A boyhood Celtic supporter in Dalkeith, Fletcher, 24, takes his devotion to the club to which he has been attached for the second half of his life to extremes that belie the notion of the gap between players and punters having become a chasm.
"I'
ve turned into a right fan," he says of his time on the casualty list. "I've been up in the stand, shouting like a lunatic. It has just come over me and I've got really involved. The Glazers (United's American owners] must think I'm a right one!
"I'm breaking the etiquette in there (the directors' box]. Everyone cheers when United score, but they don't stand up like I do to shout at the referee when there's a dodgy penalty against us, or when the Arsenal players are surrounding Cristiano Ronaldo as he's about to take a penalty."
They sound like the confessions of a naughty schoolboy, which is appropriate since Fletcher is speaking immediately after addressing a hall full of 11 to 16-year-olds in Q&A session at Sale Grammar School in the leafy suburbs of south Manchester.
Subduing Lionel Messi and Thierry Henry would be a doddle after interrogation by Year 7's sharpest football brains at an event organised by Scotland's team sponsors, the Nationwide Building Society. One girl asks whether he ever misbehaved in class. "I had my moments," Fletcher replies, going on to explain that his mother, clearly a motivator in Sir Alex Ferguson's class, warned him he would not be signing for United unless he passed his exams.
When his team-mates face their sternest tests in the pursuit of a Champions League and Premier League double, visiting Camp Nou on Wednesday and Chelsea a week today, Fletcher will again take literally his supporting role. A month after scoring twice in the 4-0 FA Cup rout of Arsenal – the day Arsene Wenger's side were stripped of their irresistible aura – he suffered a knee injury in the 89th minute of Scotland's friendly against Croatia at Hampden.

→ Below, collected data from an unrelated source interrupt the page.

//! Creation-parameter records and per-backend capability flags.

use serde::Deserialize;

/// Default filesystem type used when a backend needs one and none was given.
pub const DEFAULT_FSTYPE: &str = "ext3";

/// Default filesystem size in bytes, used when a backend needs one and none was given.
pub const DEFAULT_FS_SIZE: u64 = 1_000_000_000;

/// The creation parameter record passed to [`crate::backend::Backend::create`].
///
/// Every field is optional; each backend supplies its own defaults for the options it
/// recognizes and ignores the rest.
#[derive(Clone, Debug, Default, Deserialize, Eq, PartialEq)]
#[serde(default)]
pub struct BackendSpecs {
	/// `dir`: overrides the rootfs source path instead of using `dest` directly.
	pub dir: Option<String>,

	/// `loop`/`lvm`/`rbd`: filesystem type to create, default [`DEFAULT_FSTYPE`].
	pub fstype: Option<String>,

	/// `loop`/`lvm`/`rbd`: filesystem size in bytes, default [`DEFAULT_FS_SIZE`].
	pub fssize: Option<u64>,

	/// `lvm`: volume group name, default `lxc`.
	pub vg: Option<String>,

	/// `lvm`: logical volume name, default the container name.
	pub lv: Option<String>,

	/// `lvm`: thin pool name, if the volume should be thin-provisioned.
	pub thinpool: Option<String>,

	/// `zfs`: dataset root, default `tank/lxc`.
	pub zfsroot: Option<String>,

	/// `rbd`: pool name.
	pub rbdpool: Option<String>,

	/// `rbd`: image name, default the container name.
	pub rbdname: Option<String>,
}

/// The capability flags advertised by a backend.
#[derive(Clone, Copy, Debug, Eq, PartialEq)]
pub struct Capabilities {
	/// Whether `clone_paths(snap = true)` can succeed for this backend.
	pub can_snapshot: bool,
	/// Whether this backend is an acceptable target for a container backup.
	pub can_backup: bool,
}

#[test]
fn test_specs_defaults_via_serde() {
	let specs: BackendSpecs = serde_json::from_str("{}").unwrap();
	assert_eq!(specs, BackendSpecs::default());
}

#[test]
fn test_specs_partial_deserialize() {
	let specs: BackendSpecs = serde_json::from_str(r#"{"fstype": "ext4", "fssize": 1073741824}"#).unwrap();
	assert_eq!(specs.fstype.as_deref(), Some("ext4"));
	assert_eq!(specs.fssize, Some(1073741824));
	assert_eq!(specs.vg, None);
}
//! Parsing of the comma-separated mount option list into a flag bitmask and residual data
//! string, as consumed by `mount(2)`.

use nix::mount::MsFlags;

/// The parsed form of a mount option list: a kernel flag bitmask plus whatever options did not
/// correspond to a recognized flag, joined back with commas as the `data` argument to
/// `mount(2)`.
#[derive(Clone, Debug, Default, Eq, PartialEq)]
pub struct MountOptions {
	/// The flag bits recognized among the given options.
	pub flags: MsFlags,
	/// The remaining, unrecognized options, comma-joined, to be passed as mount `data`.
	pub data: String,
}

/// Parses a comma-separated mount option string into flags and residual data.
pub fn parse(options: &str) -> MountOptions {
	let mut flags = MsFlags::empty();
	let mut residual = Vec::new();
	for opt in options.split(',').filter(|o| !o.is_empty()) {
		match opt {
			"ro" => flags |= MsFlags::MS_RDONLY,
			"rw" => flags &= !MsFlags::MS_RDONLY,
			"nosuid" => flags |= MsFlags::MS_NOSUID,
			"suid" => flags &= !MsFlags::MS_NOSUID,
			"noexec" => flags |= MsFlags::MS_NOEXEC,
			"exec" => flags &= !MsFlags::MS_NOEXEC,
			"nodev" => flags |= MsFlags::MS_NODEV,
			"dev" => flags &= !MsFlags::MS_NODEV,
			"bind" => flags |= MsFlags::MS_BIND,
			"rbind" => flags |= MsFlags::MS_BIND | MsFlags::MS_REC,
			"rec" => flags |= MsFlags::MS_REC,
			"sync" => flags |= MsFlags::MS_SYNCHRONOUS,
			"remount" => flags |= MsFlags::MS_REMOUNT,
			"noatime" => flags |= MsFlags::MS_NOATIME,
			"relatime" => flags |= MsFlags::MS_RELATIME,
			"strictatime" => flags |= MsFlags::MS_STRICTATIME,
			other => residual.push(other),
		}
	}
	MountOptions { flags, data: residual.join(",") }
}

#[test]
fn test_parse_empty() {
	let parsed = parse("");
	assert_eq!(parsed.flags, MsFlags::empty());
	assert_eq!(parsed.data, "");
}

#[test]
fn test_parse_known_flags() {
	let parsed = parse("ro,nosuid,noexec,nodev");
	assert_eq!(
		parsed.flags,
		MsFlags::MS_RDONLY | MsFlags::MS_NOSUID | MsFlags::MS_NOEXEC | MsFlags::MS_NODEV
	);
	assert_eq!(parsed.data, "");
}

#[test]
fn test_parse_residual_data() {
	let parsed = parse("ro,discard,size=100M");
	assert_eq!(parsed.flags, MsFlags::MS_RDONLY);
	assert_eq!(parsed.data, "discard,size=100M");
}

#[test]
fn test_parse_bind_rec() {
	let parsed = parse("bind,rec");
	assert_eq!(parsed.flags, MsFlags::MS_BIND | MsFlags::MS_REC);
}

However, the man Ferguson hails as "a big-game player" is confident of resuming active service well before May 21 in Moscow and the possible opportunity to lift the European Cup. "I'll be back any day now," says Fletcher. "I'm not setting a target, but I've been doing a lot of running and ball work. There's a lot of games left so I've got to try to get in contention as soon as I can, though the lads are all performing so well that it will be hard to get a game."
United trounced Roma in last year's quarter-finals only to be soundly beaten by AC Milan when the club's third final was within reach. Roma have been dispatched again, and Fletcher trusts United's chastening semi-final experience will stand them in good stead. "You learn much more from disappointments than from wins. As a team, we didn't really turn up at San Siro.
"The Barcelona matches have the potential to be cagey affairs. They'll certainly start that way. We won't be going out there on all-out attack. But the advantage for us is that unlike last season, we've got the second leg at home. There's a lot we want to rectify from last year.
"It's all about getting to the final. There's more than one way to win a match and I've seen both ends of the scale. Teams come to United and get 10 men behind the ball to make it difficult for us. I've done exactly the same for Scotland in France and Italy, when we scrapped and fought for every ball, and I enjoy those victories just as much. We may need a Scotland performance to get to the Champions League final."
A few Manchester United displays would not go amiss when the Scots hit the World Cup trail in September. Fletcher, who has captained his country three times, looks forward to pitting himself against top-class opposition in the next international friendly, against the Czech Republic in Prague on May 30.
"It's a good game to have, because we'll learn from it. There's no point playing teams you can beat 4-0. That's why the draw with Croatia in George Burley's first game was so credible. The new manager has come across as really enthusiastic and positive. We've had some changes at the top but the continuity is there in the squad. We're looking to pick up where we left off against Italy. Not result-wise, obviously, but in the momentum we gained and the progress made.
"We've had a great couple of years and there's real competition for places. Walter Smith laid the foundations for us to be resilient and organised. Under Alex McLeish we got better at keeping the ball and making things happen. It's difficult: you go from Scottish football, which is 100mph, to the Continental game, where you've got to slow it down. But I think we just need a bit of tweaking (from Burley] to get to the next stage."
James McFadden left Everton for McLeish's Birmingham in search of a regular club game. With such a wealth of engine-room talent at Old Trafford, Fletcher is often tipped to follow suit, but dismisses the idea that the grass is necessarily greener elsewhere. "There have been great midfielders here before – Nicky Butt, Roy Keane – but it's all a challenge to me.
"I didn't play as much as I'd have liked in the first half of the season because of the great form of Paul Scholes, Michael Carrick and Anderson. But I didn't let my head drop. I thought, 'I'm going to work harder, and take my chance when it comes'. If you're grumpy and moaning, you're no use to anyone. And I feel part of United."